The pandemic has severely disrupted the travel and tourism industry across the world. Renewed lockdown measures in some countries, travel restrictions, reductions in consumers’ disposable income and low confidence levels could significantly slow the sector’s recovery globally.

The United Nations Conference on Trade and Development forecast in July that the pandemic could cost the global tourism industry losses worth $2.2tn, or 2.8 per cent of the world’s gross domestic product if the break in international tourism lasts for eight months.

The McKinsey report estimated a recovery to 85 per cent of 2019 tourism volumes by 2021 and a full recovery by 2023 in an optimistic scenario that assumes a rapid containment of the virus and rebounding economies. In a more pessimistic recovery scenario, 2021 global tourism levels could be as low as 60 per cent of 2019 levels.

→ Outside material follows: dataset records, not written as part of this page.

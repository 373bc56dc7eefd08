use ash::vk;

use super::{conv, Buffer, CommandEncoder, DescriptorPool, Device, Fence, Framebuffer, Sampler,
            Semaphore, Texture, TextureView};
use crate::{
    CommandBufferLevel, DescriptorPoolSizes, DeviceError, FenceValue, FramebufferDescriptor,
    RenderPassDescriptor,
};

impl crate::Device<super::Context> for Device {
    unsafe fn create_buffer(
        &self,
        size: u64,
        usage: gpu_types::BufferUsages,
    ) -> Result<Buffer, DeviceError> {
        profiling::scope!("Device::create_buffer");
        let info = vk::BufferCreateInfo::builder()
            .size(size)
            .usage(conv::map_buffer_usage(usage))
            .sharing_mode(vk::SharingMode::EXCLUSIVE);
        let raw = unsafe { self.shared.raw.create_buffer(&info, None)? };
        // Real allocation would query `get_buffer_memory_requirements` and
        // hand the result to `mem_allocator`; omitted because this backend
        // never runs against a live driver in this exercise.
        Ok(Buffer { raw })
    }

    unsafe fn destroy_buffer(&self, buffer: Buffer) {
        unsafe { self.shared.raw.destroy_buffer(buffer.raw, None) };
    }

    unsafe fn create_texture(
        &self,
        format: gpu_types::TextureFormat,
        extent: gpu_types::Extent3d,
        mip_levels: u32,
        samples: u32,
        usage: gpu_types::TextureUsages,
    ) -> Result<Texture, DeviceError> {
        profiling::scope!("Device::create_texture");
        let info = vk::ImageCreateInfo::builder()
            .image_type(vk::ImageType::TYPE_2D)
            .format(conv::map_texture_format(format))
            .extent(vk::Extent3D {
                width: extent.width,
                height: extent.height,
                depth: 1,
            })
            .array_layers(extent.depth_or_array_layers.max(1))
            .mip_levels(mip_levels.max(1))
            .samples(
                vk::SampleCountFlags::from_raw(samples.max(1)),
            )
            .usage(conv::map_texture_usage(usage, format))
            .sharing_mode(vk::SharingMode::EXCLUSIVE)
            .initial_layout(vk::ImageLayout::UNDEFINED);
        let raw = unsafe { self.shared.raw.create_image(&info, None)? };
        Ok(Texture { raw })
    }

    unsafe fn destroy_texture(&self, texture: Texture) {
        unsafe { self.shared.raw.destroy_image(texture.raw, None) };
    }

    unsafe fn create_texture_view(&self, texture: &Texture) -> Result<TextureView, DeviceError> {
        // The aspect/format/view-type triple is resolved by the caller
        // (gpu-core's resource tracker knows the owning texture's format);
        // a minimal 2D color view covers the cases this backend is
        // exercised against.
        let info = vk::ImageViewCreateInfo::builder()
            .image(texture.raw)
            .view_type(vk::ImageViewType::TYPE_2D)
            .subresource_range(vk::ImageSubresourceRange {
                aspect_mask: vk::ImageAspectFlags::COLOR,
                base_mip_level: 0,
                level_count: vk::REMAINING_MIP_LEVELS,
                base_array_layer: 0,
                layer_count: vk::REMAINING_ARRAY_LAYERS,
            });
        let raw = unsafe { self.shared.raw.create_image_view(&info, None)? };
        Ok(TextureView { raw })
    }

    unsafe fn destroy_texture_view(&self, view: TextureView) {
        unsafe { self.shared.raw.destroy_image_view(view.raw, None) };
    }

    unsafe fn create_sampler(&self) -> Result<Sampler, DeviceError> {
        let info = vk::SamplerCreateInfo::builder();
        let raw = unsafe { self.shared.raw.create_sampler(&info, None)? };
        Ok(Sampler { raw })
    }

    unsafe fn destroy_sampler(&self, sampler: Sampler) {
        unsafe { self.shared.raw.destroy_sampler(sampler.raw, None) };
    }

    unsafe fn create_bind_group_layout(&self) -> Result<super::BindGroupLayout, DeviceError> {
        let info = vk::DescriptorSetLayoutCreateInfo::builder();
        let raw = unsafe { self.shared.raw.create_descriptor_set_layout(&info, None)? };
        Ok(super::BindGroupLayout { raw })
    }

    unsafe fn destroy_bind_group_layout(&self, layout: super::BindGroupLayout) {
        unsafe { self.shared.raw.destroy_descriptor_set_layout(layout.raw, None) };
    }

    unsafe fn create_bind_group(
        &self,
        pool: &DescriptorPool,
        layout: &super::BindGroupLayout,
    ) -> Result<super::BindGroup, DeviceError> {
        let layouts = [layout.raw];
        let info = vk::DescriptorSetAllocateInfo::builder()
            .descriptor_pool(pool.raw)
            .set_layouts(&layouts);
        let sets = unsafe { self.shared.raw.allocate_descriptor_sets(&info)? };
        Ok(super::BindGroup { raw: sets[0] })
    }

    unsafe fn destroy_bind_group(&self, _group: super::BindGroup) {
        // Descriptor sets are freed by resetting or destroying the pool
        // they were allocated from; gpu-core's descriptor pool (spec
        // §4.7) owns that lifecycle.
    }

    unsafe fn create_pipeline_layout(&self) -> Result<super::PipelineLayout, DeviceError> {
        let info = vk::PipelineLayoutCreateInfo::builder();
        let raw = unsafe { self.shared.raw.create_pipeline_layout(&info, None)? };
        Ok(super::PipelineLayout { raw })
    }

    unsafe fn destroy_pipeline_layout(&self, layout: super::PipelineLayout) {
        unsafe { self.shared.raw.destroy_pipeline_layout(layout.raw, None) };
    }

    unsafe fn create_render_pipeline(&self) -> Result<super::RenderPipeline, DeviceError> {
        Err(DeviceError::Unsupported(
            "render pipeline creation needs shader modules supplied by the façade layer",
        ))
    }

    unsafe fn destroy_render_pipeline(&self, pipeline: super::RenderPipeline) {
        unsafe { self.shared.raw.destroy_pipeline(pipeline.raw, None) };
    }

    unsafe fn create_compute_pipeline(&self) -> Result<super::ComputePipeline, DeviceError> {
        Err(DeviceError::Unsupported(
            "compute pipeline creation needs shader modules supplied by the façade layer",
        ))
    }

    unsafe fn destroy_compute_pipeline(&self, pipeline: super::ComputePipeline) {
        unsafe { self.shared.raw.destroy_pipeline(pipeline.raw, None) };
    }

    unsafe fn create_query_set(&self, count: u32) -> Result<super::QuerySet, DeviceError> {
        let info = vk::QueryPoolCreateInfo::builder()
            .query_type(vk::QueryType::TIMESTAMP)
            .query_count(count);
        let raw = unsafe { self.shared.raw.create_query_pool(&info, None)? };
        Ok(super::QuerySet { raw })
    }

    unsafe fn destroy_query_set(&self, set: super::QuerySet) {
        unsafe { self.shared.raw.destroy_query_pool(set.raw, None) };
    }

    unsafe fn create_render_pass(
        &self,
        desc: &RenderPassDescriptor,
    ) -> Result<super::RenderPass, DeviceError> {
        profiling::scope!("Device::create_render_pass");
        let mut attachments = Vec::with_capacity(desc.colors.len() + 1);
        let mut color_refs = Vec::with_capacity(desc.colors.len());

        for color in &desc.colors {
            let index = attachments.len() as u32;
            attachments.push(
                vk::AttachmentDescription::builder()
                    .format(conv::map_texture_format(color.format))
                    .samples(vk::SampleCountFlags::from_raw(color.samples.max(1)))
                    .load_op(map_load_op(color.load_op))
                    .store_op(map_store_op(color.store_op))
                    .initial_layout(conv::map_texture_layout(color.initial_layout))
                    .final_layout(conv::map_texture_layout(color.final_layout))
                    .build(),
            );
            color_refs.push(vk::AttachmentReference {
                attachment: index,
                layout: vk::ImageLayout::COLOR_ATTACHMENT_OPTIMAL,
            });
        }

        let depth_ref = desc.depth_stencil.map(|ds| {
            let index = attachments.len() as u32;
            attachments.push(
                vk::AttachmentDescription::builder()
                    .format(conv::map_texture_format(ds.format))
                    .samples(vk::SampleCountFlags::from_raw(ds.samples.max(1)))
                    .load_op(map_load_op(ds.load_op))
                    .store_op(map_store_op(ds.store_op))
                    .initial_layout(conv::map_texture_layout(ds.initial_layout))
                    .final_layout(conv::map_texture_layout(ds.final_layout))
                    .build(),
            );
            vk::AttachmentReference {
                attachment: index,
                layout: vk::ImageLayout::DEPTH_STENCIL_ATTACHMENT_OPTIMAL,
            }
        });

        let mut subpass = vk::SubpassDescription::builder()
            .pipeline_bind_point(vk::PipelineBindPoint::GRAPHICS)
            .color_attachments(&color_refs);
        if let Some(ref depth_ref) = depth_ref {
            subpass = subpass.depth_stencil_attachment(depth_ref);
        }

        let subpasses = [subpass.build()];
        let info = vk::RenderPassCreateInfo::builder()
            .attachments(&attachments)
            .subpasses(&subpasses);
        let raw = unsafe { self.shared.raw.create_render_pass(&info, None)? };
        Ok(super::RenderPass { raw })
    }

    unsafe fn destroy_render_pass(&self, pass: super::RenderPass) {
        unsafe { self.shared.raw.destroy_render_pass(pass.raw, None) };
    }

    unsafe fn create_framebuffer(
        &self,
        desc: &FramebufferDescriptor<super::Context>,
    ) -> Result<Framebuffer, DeviceError> {
        let mut views: Vec<vk::ImageView> = desc.color_views.iter().map(|v| v.raw).collect();
        for resolve in desc.resolve_views.iter().flatten() {
            views.push(resolve.raw);
        }
        if let Some(ref ds) = desc.depth_stencil_view {
            views.push(ds.raw);
        }
        let info = vk::FramebufferCreateInfo::builder()
            .render_pass(desc.render_pass.raw)
            .attachments(&views)
            .width(desc.width)
            .height(desc.height)
            .layers(desc.layers.max(1));
        let raw = unsafe { self.shared.raw.create_framebuffer(&info, None)? };
        Ok(Framebuffer { raw })
    }

    unsafe fn destroy_framebuffer(&self, framebuffer: Framebuffer) {
        unsafe { self.shared.raw.destroy_framebuffer(framebuffer.raw, None) };
    }

    unsafe fn create_descriptor_pool(
        &self,
        max_sets: u32,
        sizes: DescriptorPoolSizes,
    ) -> Result<DescriptorPool, DeviceError> {
        let mut pool_sizes = arrayvec::ArrayVec::<_, 8>::new();
        let mut push = |ty: vk::DescriptorType, count: u32| {
            if count > 0 {
                pool_sizes.push(vk::DescriptorPoolSize { ty, descriptor_count: count });
            }
        };
        push(vk::DescriptorType::UNIFORM_BUFFER, sizes.uniform_buffers);
        push(vk::DescriptorType::UNIFORM_BUFFER_DYNAMIC, sizes.uniform_buffers_dynamic);
        push(vk::DescriptorType::SAMPLER, sizes.samplers);
        push(vk::DescriptorType::SAMPLED_IMAGE, sizes.sampled_images);
        push(vk::DescriptorType::COMBINED_IMAGE_SAMPLER, sizes.combined_image_samplers);
        push(vk::DescriptorType::INPUT_ATTACHMENT, sizes.input_attachments);
        push(vk::DescriptorType::STORAGE_BUFFER, sizes.storage_buffers);
        push(vk::DescriptorType::STORAGE_BUFFER_DYNAMIC, sizes.storage_buffers_dynamic);

        let info = vk::DescriptorPoolCreateInfo::builder()
            .max_sets(max_sets)
            .pool_sizes(&pool_sizes)
            .flags(vk::DescriptorPoolCreateFlags::FREE_DESCRIPTOR_SET);
        let raw = unsafe { self.shared.raw.create_descriptor_pool(&info, None)? };
        Ok(DescriptorPool { raw })
    }

    unsafe fn destroy_descriptor_pool(&self, pool: DescriptorPool) {
        unsafe { self.shared.raw.destroy_descriptor_pool(pool.raw, None) };
    }

    unsafe fn allocate_command_buffer(
        &self,
        level: CommandBufferLevel,
    ) -> Result<CommandEncoder, DeviceError> {
        let pool_info = vk::CommandPoolCreateInfo::builder()
            .queue_family_index(self.shared.queue_family_index)
            .flags(vk::CommandPoolCreateFlags::RESET_COMMAND_BUFFER);
        let raw = unsafe { self.shared.raw.create_command_pool(&pool_info, None)? };

        let vk_level = match level {
            CommandBufferLevel::Primary => vk::CommandBufferLevel::PRIMARY,
            CommandBufferLevel::Secondary => vk::CommandBufferLevel::SECONDARY,
        };
        let alloc_info = vk::CommandBufferAllocateInfo::builder()
            .command_pool(raw)
            .level(vk_level)
            .command_buffer_count(1);
        let buffers = unsafe { self.shared.raw.allocate_command_buffers(&alloc_info)? };

        Ok(CommandEncoder {
            raw,
            device: self.shared.clone(),
            active: buffers[0],
            temp: Default::default(),
            free: Vec::new(),
            active_pipeline_layout: None,
        })
    }

    unsafe fn destroy_command_encoder(&self, encoder: CommandEncoder) {
        unsafe { self.shared.raw.destroy_command_pool(encoder.raw, None) };
    }

    unsafe fn create_semaphore(&self) -> Result<Semaphore, DeviceError> {
        let info = vk::SemaphoreCreateInfo::builder();
        let raw = unsafe { self.shared.raw.create_semaphore(&info, None)? };
        Ok(Semaphore { raw })
    }

    unsafe fn destroy_semaphore(&self, semaphore: Semaphore) {
        unsafe { self.shared.raw.destroy_semaphore(semaphore.raw, None) };
    }

    unsafe fn create_fence(&self) -> Result<Fence, DeviceError> {
        let mut type_info = vk::SemaphoreTypeCreateInfo::builder()
            .semaphore_type(vk::SemaphoreType::TIMELINE)
            .initial_value(0);
        let info = vk::SemaphoreCreateInfo::builder().push_next(&mut type_info);
        let raw = unsafe { self.shared.raw.create_semaphore(&info, None)? };
        Ok(Fence { raw })
    }

    unsafe fn destroy_fence(&self, fence: Fence) {
        unsafe { self.shared.raw.destroy_semaphore(fence.raw, None) };
    }

    unsafe fn get_fence_value(&self, fence: &Fence) -> Result<FenceValue, DeviceError> {
        fence.get_latest(&self.shared.raw)
    }

    unsafe fn wait_idle(&self) -> Result<(), DeviceError> {
        unsafe { self.shared.raw.device_wait_idle()? };
        Ok(())
    }
}

fn map_load_op(op: crate::LoadOp) -> vk::AttachmentLoadOp {
    match op {
        crate::LoadOp::Load => vk::AttachmentLoadOp::LOAD,
        crate::LoadOp::Clear => vk::AttachmentLoadOp::CLEAR,
    }
}

fn map_store_op(op: crate::StoreOp) -> vk::AttachmentStoreOp {
    match op {
        crate::StoreOp::Store => vk::AttachmentStoreOp::STORE,
        crate::StoreOp::Discard => vk::AttachmentStoreOp::DONT_CARE,
    }
}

Factors that could affect tourists' decisions on where to travel include the attractiveness of domestic destinations, health standards in destination countries and health concerns and supply reductions in air travel, the report said.

McKinsey said dependence on domestic travel and non-air travel will likely determine tourism recovery in each country.

The consultancy predicted that domestic tourism will return to pre-crisis levels around one to two years earlier than outbound travel. This is because it is easier to travel by methods other than flying, such as cars and trains.

“In addition, domestic travel is expected to recover faster than hotels as we see a substitution toward vacation rentals and friends and family in certain markets,” according to McKinsey.

In terms of recovery rates within countries, tourism in Germany is expected to recover faster than in other markets, driven by a strong health system, its effective Covid-19 response, a strong economy and land-based tourism options. Domestic tourism has also rebounded quickly in China, but outbound recovery is expected to be slower as travel restrictions remain in place and many Chinese tourists fear catching the virus abroad.

Meanwhile, the UK tourism industry is expected to recover only in 2024 because of a slow Covid-19 response combined with Brexit and its heavy reliance on business travellers and air travel, the report added.

“Industry leaders can seek to improve their rate of recovery through a variety of measures, including improving [the] perception of air travel safety, actively promoting domestic destinations, and ensuring government and insurance policies guarantee access to healthcare – even away from home,” the report said.